As a web engineer, I focus most on performance and architecture. Fortunately, I participated in the sd2.0 conference this time and was able to communicate extensively with my peers. In these two aspects, I don’t dare to keep some of my architectural design experiences to myself. Shared by friends, this article is the experience of participating in this conference and communicating with others.
Some thoughts on architectural design:
1. Never over design: never over design
This is a topic that is often mentioned, but as long as you think about how many functions in your architecture are not used at all, or are finally abandoned, you can understand its importance. When you first get involved in architecture design, you often tend to design large-scale designs. As for Huayi's architecture, we hope to design an incremental architecture that is extremely scalable and can adapt to all needs. The field of web development is a very dynamic process. It is difficult for us to predict the changes next week, and we need to respond to changes as quickly as possible. The most effective response.
eBay engineers have said that their architectural design has never been able to meet the growth of the system, so their system is always being overturned and redone. Please note that there is no problem with the ability of eBay architects. The architecture they design always builds on the bottlenecks of the old version, hoping that the new architecture will bring breakthroughs. However, the breakthroughs brought by the new architecture will always be achieved in a short period of time. Overwhelmed by new demands, they had to use a new architecture
Web development is a very agile process. Changes occur at any time. User needs are ever-changing. In many aspects, contingency is very high. Compared with software development, it is unrealistic to hope to use one architecture to plan all future designs.
2. web architecture life cycle: web architecture's life cycle
Since we need to eliminate over-design and ensure a certain degree of foresight, how can we find the balance? I hope the following web architecture life cycle can help you.
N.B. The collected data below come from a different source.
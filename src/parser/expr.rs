//! Expression parser
//!
//! Builds the [`Expr`] tree evaluated by the tree walker from the pairs of
//! the `expression_root` rule in `script.pest`. The grammar encodes
//! precedence as one rule per level; the builders here fold each level's
//! operand/operator/operand run into the tree.

use pest::iterators::Pair;
use pest::Parser;

use super::scanner::{self, RawPart};
use super::tokens::{inner_text, number_value, string_value};
use super::{syntax_failure, ParseFailure, ParseResult, Rule, ScriptParser};
use crate::executor::types::{ArrowBody, BinaryOp, Expr, LogicalOp, TemplatePart, UnaryOp, Val};

/// Nesting limit for brackets and template interpolations
pub const MAX_EXPR_DEPTH: usize = 32;

/// Parse a complete expression. Trailing `;` are tolerated.
pub fn parse_expression(src: &str) -> ParseResult<Expr> {
    parse_at_depth(src, 0)
}

fn parse_at_depth(src: &str, depth: usize) -> ParseResult<Expr> {
    if let Some(offset) = scanner::unterminated_quote(src) {
        return Err(ParseFailure::UnterminatedString { offset });
    }
    // The grammar recurses once per bracket; bound it before parsing.
    if depth + scanner::max_depth(src) > MAX_EXPR_DEPTH {
        return Err(ParseFailure::TooDeep {
            limit: MAX_EXPR_DEPTH,
        });
    }

    let root = ScriptParser::parse(Rule::expression_root, src)
        .map_err(|err| syntax_failure(src, &err))?
        .next()
        .ok_or(ParseFailure::UnexpectedEnd)?;
    let expression = root
        .into_inner()
        .next()
        .ok_or(ParseFailure::UnexpectedEnd)?;
    build_expression(expression, depth)
}

fn unexpected(pair: &Pair<Rule>) -> ParseFailure {
    ParseFailure::UnexpectedToken {
        found: pair.as_str().to_string(),
        offset: pair.as_span().start(),
    }
}

fn next_pair<'i>(pairs: &mut pest::iterators::Pairs<'i, Rule>) -> ParseResult<Pair<'i, Rule>> {
    pairs.next().ok_or(ParseFailure::UnexpectedEnd)
}

/* ===================== Operator Tables ===================== */

#[derive(Clone, Copy)]
enum Infix {
    Binary(BinaryOp),
    Logical(LogicalOp),
}

fn infix_op(rule: Rule) -> Option<Infix> {
    let op = match rule {
        Rule::op_nullish => Infix::Logical(LogicalOp::Nullish),
        Rule::op_or => Infix::Logical(LogicalOp::Or),
        Rule::op_and => Infix::Logical(LogicalOp::And),
        Rule::op_bit_or => Infix::Binary(BinaryOp::BitOr),
        Rule::op_bit_xor => Infix::Binary(BinaryOp::BitXor),
        Rule::op_bit_and => Infix::Binary(BinaryOp::BitAnd),
        Rule::op_eq => Infix::Binary(BinaryOp::Eq),
        Rule::op_ne => Infix::Binary(BinaryOp::Ne),
        Rule::op_strict_eq => Infix::Binary(BinaryOp::StrictEq),
        Rule::op_strict_ne => Infix::Binary(BinaryOp::StrictNe),
        Rule::op_lt => Infix::Binary(BinaryOp::Lt),
        Rule::op_le => Infix::Binary(BinaryOp::Le),
        Rule::op_gt => Infix::Binary(BinaryOp::Gt),
        Rule::op_ge => Infix::Binary(BinaryOp::Ge),
        Rule::op_shl => Infix::Binary(BinaryOp::Shl),
        Rule::op_shr => Infix::Binary(BinaryOp::Shr),
        Rule::op_add => Infix::Binary(BinaryOp::Add),
        Rule::op_sub => Infix::Binary(BinaryOp::Sub),
        Rule::op_mul => Infix::Binary(BinaryOp::Mul),
        Rule::op_div => Infix::Binary(BinaryOp::Div),
        Rule::op_mod => Infix::Binary(BinaryOp::Mod),
        Rule::op_pow => Infix::Binary(BinaryOp::Pow),
        _ => return None,
    };
    Some(op)
}

fn compound_op(rule: Rule) -> Option<Option<BinaryOp>> {
    match rule {
        Rule::op_assign => Some(None),
        Rule::op_add_assign => Some(Some(BinaryOp::Add)),
        Rule::op_sub_assign => Some(Some(BinaryOp::Sub)),
        Rule::op_mul_assign => Some(Some(BinaryOp::Mul)),
        Rule::op_div_assign => Some(Some(BinaryOp::Div)),
        Rule::op_mod_assign => Some(Some(BinaryOp::Mod)),
        _ => None,
    }
}

fn prefix_op(rule: Rule) -> Option<UnaryOp> {
    match rule {
        Rule::op_not => Some(UnaryOp::Not),
        Rule::op_neg => Some(UnaryOp::Neg),
        Rule::op_plus => Some(UnaryOp::Plus),
        Rule::op_bit_not => Some(UnaryOp::BitNot),
        Rule::op_typeof => Some(UnaryOp::Typeof),
        _ => None,
    }
}

/* ===================== Expression Builders ===================== */

fn build_expression(pair: Pair<Rule>, depth: usize) -> ParseResult<Expr> {
    match pair.as_rule() {
        Rule::expression => build_assignment(pair, depth),
        Rule::arrow => build_arrow(pair, depth),
        Rule::conditional => build_conditional(pair, depth),
        Rule::nullish
        | Rule::logical_or
        | Rule::logical_and
        | Rule::bit_or
        | Rule::bit_xor
        | Rule::bit_and
        | Rule::equality
        | Rule::relational
        | Rule::shift
        | Rule::additive
        | Rule::multiplicative => build_binary_expr(pair, depth),
        Rule::power => build_power_expr(pair, depth),
        Rule::unary => build_unary_expr(pair, depth),
        Rule::postfix => build_postfix_expr(pair, depth),
        Rule::new_expr => build_new_expr(pair, depth),
        Rule::paren => build_expression(next_pair(&mut pair.into_inner())?, depth),
        Rule::array => Ok(Expr::Array {
            elements: build_list(pair, depth)?,
        }),
        Rule::object => build_object(pair, depth),
        Rule::template => build_template(pair, depth),
        Rule::string => Ok(Expr::Lit {
            v: Val::Str(string_value(pair)),
        }),
        Rule::number => match number_value(pair.clone()) {
            Some(v) => Ok(Expr::Lit { v }),
            None => Err(unexpected(&pair)),
        },
        Rule::keyword_literal => Ok(keyword_literal(pair.as_str())),
        Rule::identifier => Ok(Expr::Ident {
            name: pair.as_str().to_string(),
        }),
        _ => Err(unexpected(&pair)),
    }
}

/// `target op value` chains fold to the right.
fn build_assignment(pair: Pair<Rule>, depth: usize) -> ParseResult<Expr> {
    let mut pairs: Vec<Pair<Rule>> = pair.into_inner().collect();
    let last = pairs.pop().ok_or(ParseFailure::UnexpectedEnd)?;
    let mut value = build_expression(last, depth)?;

    while let Some(op_pair) = pairs.pop() {
        let op = compound_op(op_pair.as_rule()).ok_or_else(|| unexpected(&op_pair))?;
        let target_pair = pairs.pop().ok_or(ParseFailure::UnexpectedEnd)?;
        let text = target_pair.as_str().trim().to_string();
        let target = build_expression(target_pair, depth)?;
        if !target.is_assignable() {
            return Err(ParseFailure::InvalidTarget { target: text });
        }
        value = Expr::Assign {
            target: Box::new(target),
            op,
            value: Box::new(value),
        };
    }
    Ok(value)
}

fn build_arrow(pair: Pair<Rule>, depth: usize) -> ParseResult<Expr> {
    let mut inner = pair.into_inner();
    let params = next_pair(&mut inner)?
        .into_inner()
        .map(|param| param.as_str().to_string())
        .collect();

    let body_pair = next_pair(&mut inner)?;
    let body = match body_pair.as_rule() {
        Rule::arrow_block => ArrowBody::Block {
            source: inner_text(body_pair).to_string(),
        },
        _ => ArrowBody::Expr {
            e: Box::new(build_expression(body_pair, depth)?),
        },
    };
    Ok(Expr::Arrow { params, body })
}

fn build_conditional(pair: Pair<Rule>, depth: usize) -> ParseResult<Expr> {
    let mut inner = pair.into_inner();
    let test = build_expression(next_pair(&mut inner)?, depth)?;
    let Some(consequent) = inner.next() else {
        return Ok(test);
    };
    let alternate = next_pair(&mut inner)?;
    Ok(Expr::Conditional {
        test: Box::new(test),
        consequent: Box::new(build_expression(consequent, depth)?),
        alternate: Box::new(build_expression(alternate, depth)?),
    })
}

/// One precedence level: `operand (op operand)*`, left-associative.
fn build_binary_expr(pair: Pair<Rule>, depth: usize) -> ParseResult<Expr> {
    let mut inner = pair.into_inner();
    let mut left = build_expression(next_pair(&mut inner)?, depth)?;

    while let Some(op_pair) = inner.next() {
        let infix = infix_op(op_pair.as_rule()).ok_or_else(|| unexpected(&op_pair))?;
        let right = build_expression(next_pair(&mut inner)?, depth)?;
        left = match infix {
            Infix::Binary(op) => Expr::Binary {
                op,
                left: Box::new(left),
                right: Box::new(right),
            },
            Infix::Logical(op) => Expr::Logical {
                op,
                left: Box::new(left),
                right: Box::new(right),
            },
        };
    }
    Ok(left)
}

/// `**` is right-associative.
fn build_power_expr(pair: Pair<Rule>, depth: usize) -> ParseResult<Expr> {
    let mut operands = Vec::new();
    for inner in pair.into_inner() {
        if inner.as_rule() != Rule::op_pow {
            operands.push(build_expression(inner, depth)?);
        }
    }

    let mut right = operands.pop().ok_or(ParseFailure::UnexpectedEnd)?;
    while let Some(left) = operands.pop() {
        right = Expr::Binary {
            op: BinaryOp::Pow,
            left: Box::new(left),
            right: Box::new(right),
        };
    }
    Ok(right)
}

/// Prefix operators apply innermost first.
fn build_unary_expr(pair: Pair<Rule>, depth: usize) -> ParseResult<Expr> {
    let mut pairs: Vec<Pair<Rule>> = pair.into_inner().collect();
    let operand = pairs.pop().ok_or(ParseFailure::UnexpectedEnd)?;
    let mut expr = build_expression(operand, depth)?;

    while let Some(op_pair) = pairs.pop() {
        expr = match op_pair.as_rule() {
            Rule::op_inc => update(expr, true, true)?,
            Rule::op_dec => update(expr, false, true)?,
            rule => {
                let op = prefix_op(rule).ok_or_else(|| unexpected(&op_pair))?;
                Expr::Unary {
                    op,
                    operand: Box::new(expr),
                }
            }
        };
    }
    Ok(expr)
}

fn update(target: Expr, increment: bool, prefix: bool) -> ParseResult<Expr> {
    if !target.is_assignable() {
        let symbol = if increment { "++" } else { "--" };
        return Err(ParseFailure::InvalidTarget {
            target: format!("operand of '{}'", symbol),
        });
    }
    Ok(Expr::Update {
        target: Box::new(target),
        delta: if increment { 1 } else { -1 },
        prefix,
    })
}

fn build_postfix_expr(pair: Pair<Rule>, depth: usize) -> ParseResult<Expr> {
    let mut inner = pair.into_inner();
    let mut expr = build_expression(next_pair(&mut inner)?, depth)?;

    for suffix in inner {
        expr = match suffix.as_rule() {
            Rule::member | Rule::optional_member => Expr::Member {
                optional: suffix.as_rule() == Rule::optional_member,
                property: next_pair(&mut suffix.into_inner())?.as_str().to_string(),
                object: Box::new(expr),
            },
            Rule::index | Rule::optional_index => Expr::Index {
                index: Box::new(build_expression(next_pair(&mut suffix.into_inner())?, depth)?),
                object: Box::new(expr),
            },
            Rule::call => Expr::Call {
                args: build_list(next_pair(&mut suffix.into_inner())?, depth)?,
                callee: Box::new(expr),
            },
            Rule::update_suffix => {
                let op = next_pair(&mut suffix.into_inner())?;
                update(expr, op.as_rule() == Rule::op_inc, false)?
            }
            _ => return Err(unexpected(&suffix)),
        };
    }
    Ok(expr)
}

fn build_new_expr(pair: Pair<Rule>, depth: usize) -> ParseResult<Expr> {
    let mut class = None;
    let mut args = Vec::new();
    for inner in pair.into_inner() {
        match inner.as_rule() {
            Rule::identifier => class = Some(inner.as_str().to_string()),
            Rule::arguments => args = build_list(inner, depth)?,
            _ => {}
        }
    }
    let class = class.ok_or(ParseFailure::UnexpectedEnd)?;
    Ok(Expr::New { class, args })
}

/// The expressions of an `arguments` or `array` pair.
fn build_list(pair: Pair<Rule>, depth: usize) -> ParseResult<Vec<Expr>> {
    pair.into_inner()
        .map(|item| build_expression(item, depth))
        .collect()
}

/* ===================== Literals ===================== */

fn keyword_literal(word: &str) -> Expr {
    let v = match word {
        "true" => Val::Bool(true),
        "false" => Val::Bool(false),
        "null" => Val::Null,
        "NaN" => Val::Num(f64::NAN),
        "Infinity" => Val::Num(f64::INFINITY),
        _ => Val::Undefined,
    };
    Expr::Lit { v }
}

fn build_object(pair: Pair<Rule>, depth: usize) -> ParseResult<Expr> {
    let mut props = Vec::new();
    for property in pair.into_inner() {
        let mut inner = property.into_inner();
        let key_pair = next_pair(&mut inner)?;
        let key = match key_pair.as_rule() {
            Rule::string => string_value(key_pair.clone()),
            Rule::number => match number_value(key_pair.clone()) {
                Some(Val::Int(n)) => n.to_string(),
                Some(Val::Num(n)) => n.to_string(),
                _ => return Err(unexpected(&key_pair)),
            },
            _ => key_pair.as_str().to_string(),
        };

        let value = match inner.next() {
            Some(value) => build_expression(value, depth)?,
            // shorthand `{ name }`
            None => Expr::Ident { name: key.clone() },
        };
        props.push((key, value));
    }
    Ok(Expr::Object { props })
}

fn build_template(pair: Pair<Rule>, depth: usize) -> ParseResult<Expr> {
    let offset = pair.as_span().start();
    let raw = inner_text(pair);
    let parts =
        scanner::template_parts(raw).ok_or(ParseFailure::UnterminatedString { offset })?;

    let mut out = Vec::with_capacity(parts.len());
    for part in parts {
        match part {
            RawPart::Text(text) => out.push(TemplatePart::Text {
                v: scanner::unescape(text),
            }),
            RawPart::Code(code) => out.push(TemplatePart::Expr {
                e: parse_at_depth(code, depth + 1)?,
            }),
        }
    }
    Ok(Expr::Template { parts: out })
}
The designed architecture needs to be able to handle the 1-10 times growth by simply increasing the hardware capacity. During the 5-10 times growth period, please start designing the next version of the architecture so that it can withstand the next 10 times. double growth
The reason why Google can dominate is not entirely due to how advanced the search technology and sorting technology are. In fact, including Baidu and Yahoo, the technologies used are now similar. However, Google can achieve this by adding tens of thousands of servers within a month. The capability of sufficient system capacity is indeed difficult to replicate
3. Cache: Cache
Space is exchanged for time. Cache is always the top priority in computer design. From CPU to IO, cache can be seen everywhere. Web architecture design is important, and cache design is essential. Regarding how to design a reasonable cache, the founder of jbosscache The founder of Taobao said this: In fact, the design of web cache and enterprise-level cache are very different. Enterprise-level cache focuses on logic, while web cache is simple and fast. .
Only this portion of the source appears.